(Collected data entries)

//! Timetable grid (per-candidate cell assignment).
//!
//! A grid maps each day to thirteen cells; a cell is either empty (`""`)
//! or holds exactly one course label. Grids are cheap to clone: each day
//! row is reference-counted and only the rows touched by a write are
//! copied (copy-on-write), so staged overlays can hold many sibling grids
//! without copying the whole week each time.

use serde::ser::SerializeMap;
use serde::{Deserialize, Serialize, Serializer};
use std::collections::{BTreeMap, BTreeSet};
use std::sync::Arc;

use super::course::has_suffix_ignore_case;
use super::{CellPosition, Day, COLUMNS_PER_DAY};
use crate::error::{Result, TimetableError};

/// A weekly grid of course labels.
#[derive(Debug, Clone, PartialEq, Eq, Deserialize)]
#[serde(try_from = "BTreeMap<String, Vec<String>>")]
pub struct TimetableGrid {
    rows: [Arc<Vec<String>>; 6],
}

impl Default for TimetableGrid {
    fn default() -> Self {
        Self::empty()
    }
}

impl TimetableGrid {
    /// Creates a grid with every cell empty.
    pub fn empty() -> Self {
        let row = Arc::new(vec![String::new(); COLUMNS_PER_DAY]);
        Self {
            rows: std::array::from_fn(|_| Arc::clone(&row)),
        }
    }

    /// Parses a stored grid (`{"Monday": [..13 strings..], ...}`).
    ///
    /// Syntax errors surface as [`TimetableError::InvalidJson`]; a
    /// well-formed object with the wrong shape as
    /// [`TimetableError::MalformedGrid`].
    pub fn from_json(json: &str) -> Result<Self> {
        let map: BTreeMap<String, Vec<String>> = serde_json::from_str(json)?;
        Self::try_from(map)
    }

    /// Parses a grid stored either as a JSON object or as a JSON string
    /// containing that object.
    ///
    /// The value is already JSON, so anything that is not a day map of
    /// string rows is reported as [`TimetableError::MalformedGrid`].
    pub fn from_value(value: serde_json::Value) -> Result<Self> {
        let map: BTreeMap<String, Vec<String>> = match value {
            serde_json::Value::String(text) => serde_json::from_str(&text),
            other => serde_json::from_value(other),
        }
        .map_err(|err| TimetableError::malformed(format!("grid is not a day map: {err}")))?;
        Self::try_from(map)
    }

    /// Serializes to the stored JSON shape.
    pub fn to_json(&self) -> Result<String> {
        Ok(serde_json::to_string(self)?)
    }

    /// Cells of a day in column order; `""` marks an empty cell.
    pub fn row(&self, day: Day) -> &[String] {
        &self.rows[day.index()]
    }

    /// Label at a position, or `None` if the cell is empty or out of range.
    pub fn label_at(&self, pos: CellPosition) -> Option<&str> {
        self.rows[pos.day.index()]
            .get(pos.column)
            .map(|s| s.trim())
            .filter(|s| !s.is_empty())
    }

    /// Whether the cell is empty. Whitespace-only cells count as empty.
    #[inline]
    pub fn is_empty_at(&self, pos: CellPosition) -> bool {
        self.label_at(pos).is_none()
    }

    /// Writes `label` into `pos` only if the cell is empty.
    ///
    /// Returns `true` if the cell was written. Only the touched day row
    /// is copied when it is shared with another grid.
    pub fn set_if_empty(&mut self, pos: CellPosition, label: &str) -> bool {
        if pos.column >= COLUMNS_PER_DAY || !self.is_empty_at(pos) {
            return false;
        }
        Arc::make_mut(&mut self.rows[pos.day.index()])[pos.column] = label.to_string();
        true
    }

    /// Appends `code` to a cell, joining multiple entries with `", "`.
    pub(crate) fn append(&mut self, pos: CellPosition, code: &str) {
        if pos.column >= COLUMNS_PER_DAY {
            return;
        }
        let cell = &mut Arc::make_mut(&mut self.rows[pos.day.index()])[pos.column];
        if !cell.is_empty() {
            cell.push_str(", ");
        }
        cell.push_str(code);
    }

    /// Iterates over every position with its label (or `None`).
    pub fn cells(&self) -> impl Iterator<Item = (CellPosition, Option<&str>)> + '_ {
        Day::ALL.into_iter().flat_map(move |day| {
            (0..COLUMNS_PER_DAY).map(move |column| {
                let pos = CellPosition::new(day, column);
                (pos, self.label_at(pos))
            })
        })
    }

    /// Positions of all non-empty cells.
    pub fn occupied_cells(&self) -> BTreeSet<CellPosition> {
        self.cells()
            .filter_map(|(pos, label)| label.map(|_| pos))
            .collect()
    }

    /// Number of non-empty cells.
    pub fn filled_count(&self) -> usize {
        self.cells().filter(|(_, label)| label.is_some()).count()
    }

    /// Distinct labels present in the grid.
    pub fn labels(&self) -> BTreeSet<&str> {
        self.cells().filter_map(|(_, label)| label).collect()
    }

    /// Whether any cell holds exactly `label` (case-insensitive, whole cell).
    ///
    /// Whole-cell matching keeps `CSE2005` distinct from `CSE2005L`.
    pub fn contains_label(&self, label: &str) -> bool {
        let label = label.trim();
        self.cells()
            .any(|(_, cell)| cell.is_some_and(|c| c.eq_ignore_ascii_case(label)))
    }

    /// Whether any cell holds a label ending with `suffix` (e.g. a lab course).
    pub fn has_label_with_suffix(&self, suffix: &str) -> bool {
        self.cells()
            .any(|(_, cell)| cell.is_some_and(|c| has_suffix_ignore_case(c, suffix)))
    }

    /// Whether this grid shares the storage of `day` with `other`.
    pub fn shares_row_with(&self, other: &TimetableGrid, day: Day) -> bool {
        Arc::ptr_eq(&self.rows[day.index()], &other.rows[day.index()])
    }
}

impl TryFrom<BTreeMap<String, Vec<String>>> for TimetableGrid {
    type Error = TimetableError;

    fn try_from(map: BTreeMap<String, Vec<String>>) -> Result<Self> {
        let mut grid = TimetableGrid::empty();
        let mut seen = BTreeSet::new();

        for (name, cells) in map {
            let day = Day::from_name(&name)
                .ok_or_else(|| TimetableError::malformed(format!("unknown day '{name}'")))?;
            if !seen.insert(day) {
                return Err(TimetableError::malformed(format!("duplicate day '{name}'")));
            }
            if cells.len() != COLUMNS_PER_DAY {
                return Err(TimetableError::malformed(format!(
                    "{day} has {} cells, expected {COLUMNS_PER_DAY}",
                    cells.len()
                )));
            }
            grid.rows[day.index()] = Arc::new(cells);
        }

        if let Some(missing) = Day::ALL.into_iter().find(|d| !seen.contains(d)) {
            return Err(TimetableError::malformed(format!("missing day {missing}")));
        }
        Ok(grid)
    }
}

impl Serialize for TimetableGrid {
    fn serialize<S: Serializer>(&self, serializer: S) -> std::result::Result<S::Ok, S::Error> {
        let mut map = serializer.serialize_map(Some(Day::ALL.len()))?;
        for day in Day::ALL {
            map.serialize_entry(day.name(), self.row(day))?;
        }
        map.end()
    }
}
//! Timetable domain models.
//!
//! Plain data types for the weekly layout, the course catalog, and the
//! generated timetables. Algorithms live in sibling modules.
//!
//! # Domain Mappings
//!
//! | u-timetable | University | Meaning |
//! |-------------|------------|---------|
//! | GridLayout | Slot chart | Which slot codes sit in which period |
//! | Course | Course | A subject that must appear in the timetable |
//! | SlotCombination | Section | One offering (codes + faculty + venue) |
//! | TimetableGrid | Timetable | Course label per period |
//! | TimetableRecord | Generated timetable | Grid + consumed slot codes |

mod course;
mod grid;
mod layout;
mod record;

pub use course::{split_codes, Course, SlotCombination, COMBO_SEPARATOR, DEFAULT_LAB_SUFFIX};
pub use grid::TimetableGrid;
pub use layout::{
    CellDescriptor, CellPosition, Day, GridLayout, ALTERNATIVE_SEPARATOR, COLUMNS_PER_DAY, LUNCH,
};
pub use record::TimetableRecord;

pub(crate) use course::has_suffix_ignore_case;
pub(crate) use layout::normalize_with;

### Work task
Across all lines of the data above, count those that contain the word "either", giving the number without further comment.

### Response box
2